TASK STATEMENT >> Every entry must come back exactly as it was written.

INPUT MATERIAL >>
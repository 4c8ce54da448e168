use std::collections::HashMap;
use std::sync::Arc;
use tokio::sync::RwLock;
use tracing::{info, warn};

use crate::clients::anidb::AnidbClient;
use crate::clients::anilist::AnilistClient;
use crate::clients::jikan::JikanClient;
use crate::clients::omdb::OmdbClient;
use crate::clients::tmdb::TmdbClient;
use crate::clients::tvmaze::TvmazeClient;
use crate::config::Config;
use crate::db::Store;
use crate::domain::Source;
use crate::services::backfill::{BackfillConfig, RatingBackfillService};
use crate::services::catalog::{CuratedImport, ImportRunner};
use crate::services::enrichment::EnrichmentService;
use crate::services::quota::QuotaProvider;
use crate::services::scheduler::SyncManager;
use crate::services::sync::{
    AnidbCatalog, AnilistCatalog, JikanCatalog, JikanCurated, TmdbCatalog, TvmazeCatalog,
};

/// Build a shared HTTP client with reasonable defaults for API calls.
/// Reused across every API client for connection pooling.
fn build_shared_http_client() -> anyhow::Result<reqwest::Client> {
    reqwest::Client::builder()
        .timeout(std::time::Duration::from_secs(30))
        .user_agent(concat!("Metarr/", env!("CARGO_PKG_VERSION")))
        .pool_max_idle_per_host(10)
        .build()
        .map_err(|e| anyhow::anyhow!("Failed to build shared HTTP client: {e}"))
}

/// Every service constructed exactly once at process start and passed by
/// reference; the per-source in-process run guards live on the
/// [`ImportRunner`] instances in `runners`.
#[derive(Clone)]
pub struct SharedState {
    pub config: Arc<RwLock<Config>>,

    pub store: Store,

    pub quota: Arc<QuotaProvider>,

    pub enrichment: Arc<EnrichmentService>,

    pub tvmaze: Arc<TvmazeClient>,

    pub jikan: Arc<JikanClient>,

    pub anilist: Arc<AnilistClient>,

    pub tmdb: Option<Arc<TmdbClient>>,

    pub anidb: Option<Arc<AnidbClient>>,

    pub omdb: Option<Arc<OmdbClient>>,

    pub runners: HashMap<Source, Arc<ImportRunner>>,

    pub backfill: Arc<RatingBackfillService>,

    pub sync_manager: Arc<SyncManager>,
}

impl SharedState {
    pub async fn new(config: Config) -> anyhow::Result<Self> {
        let store = Store::with_pool_options(
            &config.general.database_path,
            config.general.max_db_connections,
            config.general.min_db_connections,
        )
        .await?;

        let http_client = build_shared_http_client()?;

        let tvmaze = Arc::new(TvmazeClient::new(http_client.clone()));
        let jikan = Arc::new(JikanClient::new(http_client.clone()));
        let anilist = Arc::new(AnilistClient::new(http_client.clone()));

        let tmdb = config
            .sources
            .tmdb
            .resolved_api_key()
            .map(|key| Arc::new(TmdbClient::new(http_client.clone(), key)));

        let anidb = config.sources.anidb.resolved_client().map(|client_name| {
            Arc::new(AnidbClient::new(
                http_client.clone(),
                client_name,
                config.sources.anidb.resolved_clientver(),
            ))
        });

        let omdb = match config.omdb.resolved_api_key() {
            Some(key) => Some(Arc::new(OmdbClient::new(http_client, key))),
            None => {
                warn!("No OMDb API key configured, rating enrichment disabled");
                None
            }
        };

        let quota = Arc::new(QuotaProvider::new(store.clone(), config.omdb.daily_limit));
        let enrichment = Arc::new(EnrichmentService::new(
            store.clone(),
            omdb.clone(),
            Arc::clone(&quota),
        ));

        let mut runners: HashMap<Source, Arc<ImportRunner>> = HashMap::new();

        if config.sources.tvmaze.enabled {
            runners.insert(
                Source::Tvmaze,
                Arc::new(ImportRunner::new(
                    store.clone(),
                    Arc::new(TvmazeCatalog::new(Arc::clone(&tvmaze))),
                    Arc::clone(&enrichment),
                )),
            );
        }

        if config.sources.jikan.enabled {
            let curated: Arc<dyn CuratedImport> = Arc::new(JikanCurated::new(
                Arc::clone(&jikan),
                config.sources.jikan.top_list_max_pages,
                config.sources.jikan.seasonal_min_year,
                config.sources.jikan.seasons_per_run,
            ));
            runners.insert(
                Source::Jikan,
                Arc::new(
                    ImportRunner::new(
                        store.clone(),
                        Arc::new(JikanCatalog::new(Arc::clone(&jikan))),
                        Arc::clone(&enrichment),
                    )
                    .with_curated(curated),
                ),
            );
        }

        if config.sources.anilist.enabled {
            runners.insert(
                Source::Anilist,
                Arc::new(ImportRunner::new(
                    store.clone(),
                    Arc::new(AnilistCatalog::new(Arc::clone(&anilist))),
                    Arc::clone(&enrichment),
                )),
            );
        }

        if config.sources.tmdb.enabled {
            if let Some(tmdb) = &tmdb {
                runners.insert(
                    Source::Tmdb,
                    Arc::new(ImportRunner::new(
                        store.clone(),
                        Arc::new(TmdbCatalog::new(Arc::clone(tmdb))),
                        Arc::clone(&enrichment),
                    )),
                );
            }
        }

        if config.sources.anidb.enabled {
            if let Some(anidb) = &anidb {
                runners.insert(
                    Source::Anidb,
                    Arc::new(ImportRunner::new(
                        store.clone(),
                        Arc::new(AnidbCatalog::new(Arc::clone(anidb))),
                        Arc::clone(&enrichment),
                    )),
                );
            }
        }

        info!(
            sources = runners.len(),
            "Import runners constructed: {}",
            runners
                .keys()
                .map(|s| s.as_str())
                .collect::<Vec<_>>()
                .join(", ")
        );

        let backfill = Arc::new(RatingBackfillService::new(
            store.clone(),
            Arc::clone(&quota),
            Arc::clone(&enrichment),
            tmdb.clone(),
            Arc::clone(&tvmaze),
            BackfillConfig {
                batch_size: config.omdb.batch_size,
                interval_minutes: config.omdb.interval_minutes,
                lock_minutes: config.omdb.lock_minutes,
                startup_delay_secs: config.omdb.startup_delay_secs,
            },
        ));

        let sync_manager = Arc::new(SyncManager::new(
            store.clone(),
            runners.clone(),
            config.scheduler.clone(),
        ));

        Ok(Self {
            config: Arc::new(RwLock::new(config)),
            store,
            quota,
            enrichment,
            tvmaze,
            jikan,
            anilist,
            tmdb,
            anidb,
            omdb,
            runners,
            backfill,
            sync_manager,
        })
    }

    pub async fn config(&self) -> Config {
        self.config.read().await.clone()
    }

    #[must_use]
    pub fn runner(&self, source: Source) -> Option<&Arc<ImportRunner>> {
        self.runners.get(&source)
    }
}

RESPONSE AREA >>
repository 4c8ce54da448e168
use std::collections::HashMap;
use std::sync::Arc;
use tokio::sync::RwLock;
use tracing::{info, warn};

use crate::clients::anidb::AnidbClient;
use crate::clients::anilist::AnilistClient;
use crate::clients::jikan::JikanClient;
use crate::clients::omdb::OmdbClient;
use crate::clients::tmdb::TmdbClient;
use crate::clients::tvmaze::TvmazeClient;
use crate::config::Config;
use crate::db::Store;
use crate::domain::Source;
use crate::services::backfill::{BackfillConfig, RatingBackfillService};
use crate::services::catalog::{CuratedImport, ImportRunner};
use crate::services::enrichment::EnrichmentService;
use crate::services::quota::QuotaProvider;
use crate::services::scheduler::SyncManager;
use crate::services::sync::{
    AnidbCatalog, AnilistCatalog, JikanCatalog, JikanCurated, TmdbCatalog, TvmazeCatalog,
};

/// Build a shared HTTP client with reasonable defaults for API calls.
/// Reused across every API client for connection pooling.
fn build_shared_http_client() -> anyhow::Result<reqwest::Client> {
    reqwest::Client::builder()
        .timeout(std::time::Duration::from_secs(30))
        .user_agent(concat!("Metarr/", env!("CARGO_PKG_VERSION")))
        .pool_max_idle_per_host(10)
        .build()
        .map_err(|e| anyhow::anyhow!("Failed to build shared HTTP client: {e}"))
}

/// Every service constructed exactly once at process start and passed by
/// reference; the per-source in-process run guards live on the
/// [`ImportRunner`] instances in `runners`.
#[derive(Clone)]
pub struct SharedState {
    pub config: Arc<RwLock<Config>>,

    pub store: Store,

    pub quota: Arc<QuotaProvider>,

    pub enrichment: Arc<EnrichmentService>,

    pub tvmaze: Arc<TvmazeClient>,

    pub jikan: Arc<JikanClient>,

    pub anilist: Arc<AnilistClient>,

    pub tmdb: Option<Arc<TmdbClient>>,

    pub anidb: Option<Arc<AnidbClient>>,

    pub omdb: Option<Arc<OmdbClient>>,

    pub runners: HashMap<Source, Arc<ImportRunner>>,

    pub backfill: Arc<RatingBackfillService>,

    pub sync_manager: Arc<SyncManager>,
}

impl SharedState {
    pub async fn new(config: Config) -> anyhow::Result<Self> {
        let store = Store::with_pool_options(
            &config.general.database_path,
            config.general.max_db_connections,
            config.general.min_db_connections,
        )
        .await?;

        let http_client = build_shared_http_client()?;

        let tvmaze = Arc::new(TvmazeClient::new(http_client.clone()));
        let jikan = Arc::new(JikanClient::new(http_client.clone()));
        let anilist = Arc::new(AnilistClient::new(http_client.clone()));

        let tmdb = config
            .sources
            .tmdb
            .resolved_api_key()
            .map(|key| Arc::new(TmdbClient::new(http_client.clone(), key)));

        let anidb = config.sources.anidb.resolved_client().map(|client_name| {
            Arc::new(AnidbClient::new(
                http_client.clone(),
                client_name,
                config.sources.anidb.resolved_clientver(),
            ))
        });

        let omdb = match config.omdb.resolved_api_key() {
            Some(key) => Some(Arc::new(OmdbClient::new(http_client, key))),
            None => {
                warn!("No OMDb API key configured, rating enrichment disabled");
                None
            }
        };

        let quota = Arc::new(QuotaProvider::new(store.clone(), config.omdb.daily_limit));
        let enrichment = Arc::new(EnrichmentService::new(
            store.clone(),
            omdb.clone(),
            Arc::clone(&quota),
        ));

        let mut runners: HashMap<Source, Arc<ImportRunner>> = HashMap::new();

        if config.sources.tvmaze.enabled {
            runners.insert(
                Source::Tvmaze,
                Arc::new(ImportRunner::new(
                    store.clone(),
                    Arc::new(TvmazeCatalog::new(Arc::clone(&tvmaze))),
                    Arc::clone(&enrichment),
                )),
            );
        }

        if config.sources.jikan.enabled {
            let curated: Arc<dyn CuratedImport> = Arc::new(JikanCurated::new(
                Arc::clone(&jikan),
                config.sources.jikan.top_list_max_pages,
                config.sources.jikan.seasonal_min_year,
                config.sources.jikan.seasons_per_run,
            ));
            runners.insert(
                Source::Jikan,
                Arc::new(
                    ImportRunner::new(
                        store.clone(),
                        Arc::new(JikanCatalog::new(Arc::clone(&jikan))),
                        Arc::clone(&enrichment),
                    )
                    .with_curated(curated),
                ),
            );
        }

        if config.sources.anilist.enabled {
            runners.insert(
                Source::Anilist,
                Arc::new(ImportRunner::new(
                    store.clone(),
                    Arc::new(AnilistCatalog::new(Arc::clone(&anilist))),
                    Arc::clone(&enrichment),
                )),
            );
        }

        if config.sources.tmdb.enabled {
            if let Some(tmdb) = &tmdb {
                runners.insert(
                    Source::Tmdb,
                    Arc::new(ImportRunner::new(
                        store.clone(),
                        Arc::new(TmdbCatalog::new(Arc::clone(tmdb))),
                        Arc::clone(&enrichment),
                    )),
                );
            }
        }

        if config.sources.anidb.enabled {
            if let Some(anidb) = &anidb {
                runners.insert(
                    Source::Anidb,
                    Arc::new(ImportRunner::new(
                        store.clone(),
                        Arc::new(AnidbCatalog::new(Arc::clone(anidb))),
                        Arc::clone(&enrichment),
                    )),
                );
            }
        }

        info!(
            sources = runners.len(),
            "Import runners constructed: {}",
            runners
                .keys()
                .map(|s| s.as_str())
                .collect::<Vec<_>>()
                .join(", ")
        );

        let backfill = Arc::new(RatingBackfillService::new(
            store.clone(),
            Arc::clone(&quota),
            Arc::clone(&enrichment),
            tmdb.clone(),
            Arc::clone(&tvmaze),
            BackfillConfig {
                batch_size: config.omdb.batch_size,
                interval_minutes: config.omdb.interval_minutes,
                lock_minutes: config.omdb.lock_minutes,
                startup_delay_secs: config.omdb.startup_delay_secs,
            },
        ));

        let sync_manager = Arc::new(SyncManager::new(
            store.clone(),
            runners.clone(),
            config.scheduler.clone(),
        ));

        Ok(Self {
            config: Arc::new(RwLock::new(config)),
            store,
            quota,
            enrichment,
            tvmaze,
            jikan,
            anilist,
            tmdb,
            anidb,
            omdb,
            runners,
            backfill,
            sync_manager,
        })
    }

    pub async fn config(&self) -> Config {
        self.config.read().await.clone()
    }

    #[must_use]
    pub fn runner(&self, source: Source) -> Option<&Arc<ImportRunner>> {
        self.runners.get(&source)
    }
}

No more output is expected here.